Tom Stoppard, who started his dramatic excursions in 1966 with a somewhat skewed representation of the royal court of Elsinore and has over the decades traversed the worlds of academia, arcadia, and absurdia, has now examined the undiscovered country of his own hidden heritage. Consider Leopoldstadt Stoppard’s very own and very personal Roots a là Viennese. Given the playwright’s unparalleled knack for devising sturdily dramatic enigmatic conundrums, it is heartening to report that he has once and again outdone himself.

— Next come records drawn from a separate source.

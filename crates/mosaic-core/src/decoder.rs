//! Granule decoders and the format dispatch table.
//!
//! Pixel decoding is delegated to implementations of [`GranuleDecoder`].
//! The registry is filled once when a mosaic is opened and never changes
//! afterwards, so lookups need no locking.

use crate::error::DecodeError;
use crate::raster::{AlphaMask, Raster};
use mosaic_common::PixelBounds;
use std::collections::HashMap;
use std::path::PathBuf;
use std::sync::Arc;

/// What to read from a granule.
#[derive(Debug, Clone, PartialEq)]
pub struct DecodeRequest {
    pub location: PathBuf,
    /// Overview level of the granule to read.
    pub level: usize,
    /// Region in the level's pixel space, fully inside the level raster.
    pub region: PixelBounds,
    /// Keep every n-th column / row of `region`, starting with its first.
    pub subsampling_x: u32,
    pub subsampling_y: u32,
    pub format_hint: Option<String>,
}

impl DecodeRequest {
    /// Size of the raster a decoder must return.
    pub fn output_size(&self) -> (usize, usize) {
        let sx = self.subsampling_x.max(1) as usize;
        let sy = self.subsampling_y.max(1) as usize;
        (self.region.width.div_ceil(sx), self.region.height.div_ceil(sy))
    }
}

/// Decoded pixels plus the source's own validity mask, if it has one.
#[derive(Debug, Clone)]
pub struct DecodedRaster {
    pub raster: Raster,
    pub mask: Option<AlphaMask>,
}

/// Reads pixels out of one granule format.
///
/// Implementations are called from worker threads and may block.
pub trait GranuleDecoder: Send + Sync {
    /// Identifier used for dispatch (e.g. `"geotiff"`).
    fn format_id(&self) -> &str;

    fn decode(&self, request: &DecodeRequest) -> Result<DecodedRaster, DecodeError>;
}

/// Format id to decoder lookup.
#[derive(Clone, Default)]
pub struct DecoderRegistry {
    decoders: HashMap<String, Arc<dyn GranuleDecoder>>,
    default_format: Option<String>,
}

impl DecoderRegistry {
    pub fn new() -> Self {
        Self::default()
    }

    /// Register a decoder under its format id. The first registered decoder
    /// becomes the default.
    pub fn register(mut self, decoder: Arc<dyn GranuleDecoder>) -> Self {
        let id = decoder.format_id().to_string();
        if self.default_format.is_none() {
            self.default_format = Some(id.clone());
        }
        self.decoders.insert(id, decoder);
        self
    }

    pub fn with_default(mut self, format_id: &str) -> Self {
        self.default_format = Some(format_id.to_string());
        self
    }

    pub fn is_empty(&self) -> bool {
        self.decoders.is_empty()
    }

    pub fn get(&self, format_id: &str) -> Option<&Arc<dyn GranuleDecoder>> {
        self.decoders.get(format_id)
    }

    /// First registered decoder among `hints` (most specific first), falling
    /// back to the default decoder.
    pub fn resolve(&self, hints: &[Option<&str>]) -> Option<Arc<dyn GranuleDecoder>> {
        hints
            .iter()
            .flatten()
            .find_map(|hint| self.decoders.get(*hint))
            .or_else(|| {
                self.default_format
                    .as_deref()
                    .and_then(|id| self.decoders.get(id))
            })
            .cloned()
    }

    pub fn formats(&self) -> Vec<&str> {
        let mut ids: Vec<&str> = self.decoders.keys().map(String::as_str).collect();
        ids.sort_unstable();
        ids
    }
}

impl std::fmt::Debug for DecoderRegistry {
    fn fmt(&self, f: &mut std::fmt::Formatter<'_>) -> std::fmt::Result {
        f.debug_struct("DecoderRegistry")
            .field("formats", &self.formats())
            .field("default_format", &self.default_format)
            .finish()
    }
}

#[cfg(test)]
mod tests {
    use super::*;
    use crate::raster::{PixelLayout, SampleType};

    struct Named(&'static str);

    impl GranuleDecoder for Named {
        fn format_id(&self) -> &str {
            self.0
        }

        fn decode(&self, request: &DecodeRequest) -> Result<DecodedRaster, DecodeError> {
            let (w, h) = request.output_size();
            Ok(DecodedRaster {
                raster: Raster::filled(w, h, PixelLayout::component(SampleType::U8, 1), &[1.0]),
                mask: None,
            })
        }
    }

    #[test]
    fn test_dispatch_order() {
        let registry = DecoderRegistry::new()
            .register(Arc::new(Named("geotiff")))
            .register(Arc::new(Named("png")));

        let pick = |hints: &[Option<&str>]| {
            registry
                .resolve(hints)
                .map(|d| d.format_id().to_string())
        };

        assert_eq!(pick(&[Some("png"), Some("geotiff")]).as_deref(), Some("png"));
        assert_eq!(pick(&[None, Some("png")]).as_deref(), Some("png"));
        assert_eq!(pick(&[Some("jpeg")]).as_deref(), Some("geotiff"));
        assert_eq!(pick(&[]).as_deref(), Some("geotiff"));
        assert!(DecoderRegistry::new().resolve(&[Some("png")]).is_none());

        let registry = registry.with_default("png");
        assert_eq!(
            registry.resolve(&[Some("jpeg")]).map(|d| d.format_id().to_string()).as_deref(),
            Some("png")
        );
    }

    #[test]
    fn test_output_size_rounds_up() {
        let request = DecodeRequest {
            location: PathBuf::from("a"),
            level: 0,
            region: PixelBounds::new(0, 0, 5, 4),
            subsampling_x: 2,
            subsampling_y: 3,
            format_hint: None,
        };
        assert_eq!(request.output_size(), (3, 2));
    }
}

Stoppard begins his melting-pot tale at the very fin de siècle, just days before the beginning of the last century. “Like the curtain going up on something,” one character enthuses, while the professorial Ludwig Jakobovicz (Brandon Uranowitz) notes that “new centuries just depend on when you start counting.” The extended clan—and it is extended indeed, calling for a stage-filling company of 38, many portraying multiple characters—is nothing if not assimilated. Even so, it is pointed out that no matter how high one of their community might rise—neighborhood contemporaries cited include Freud, Klimt, and the recently-converted Mahler (“another Christian still wet from his baptism)”—ultimately, “he can’t not be a Jew.” Stoppard needn’t add, but does, that “in the end, if it doesn’t catch up on him, it will catch up on his children.” Welcome to the 20th century.
The action takes place not in Leopoldstadt—a ghettoized neighborhood of Vienna, the name mentioned with derision by these members of the Austrian bourgeoisie—but in a grand manse off the Ringstrasse. It is quite clear from the opening moments, when the kinder top their massive Christmas tree with a star of David, just where this tale is heading. The story culminates a half-century later, by which point survivors are few.
[Read David Finkle’s ★★★★★ review here.]
The family is so interwoven that you almost need a scorecard to track them. They include matriarch Emilia (Betsy Aidem) and her grown children: Hermann (David Krumholtz), who controls the family business, and Eva (Caissie Levy). Central to the play are Hermann’s Catholic wife Gretl (Faye Castelow) and Eva’s husband Ludwig; you might well consider Ludwig to be the moral center of the group, while Gretl sits on the immoral edge. Also on hand are Ludwig’s sisters, Hannah (Colleen Litchfield) and Wilma (Jenna Augen), and Wilma’s gentile physician-husband Ernst (Aaron Neil).
Prominent among their collective progeny are Jacob (Seth Numrich), Nellie (Tedra Millan), Hermine (Eden Epstein), and Rosa (Augen); plus, at the play’s searing climax, survivors Leo (Arty Froushan) and Nathan (Uranowitz). Standing out among outsiders are banker Otto (Japhet Balaban) and Brit journalist Percy (Numrich), both of whom marry daughters; the rakish dragoon Fritz (Froushan), who plays two key scenes in the 1900 section; and an antagonistic visitor to the flat who brings destruction to all, listed in the cast simply as Civilian (Corey Brill).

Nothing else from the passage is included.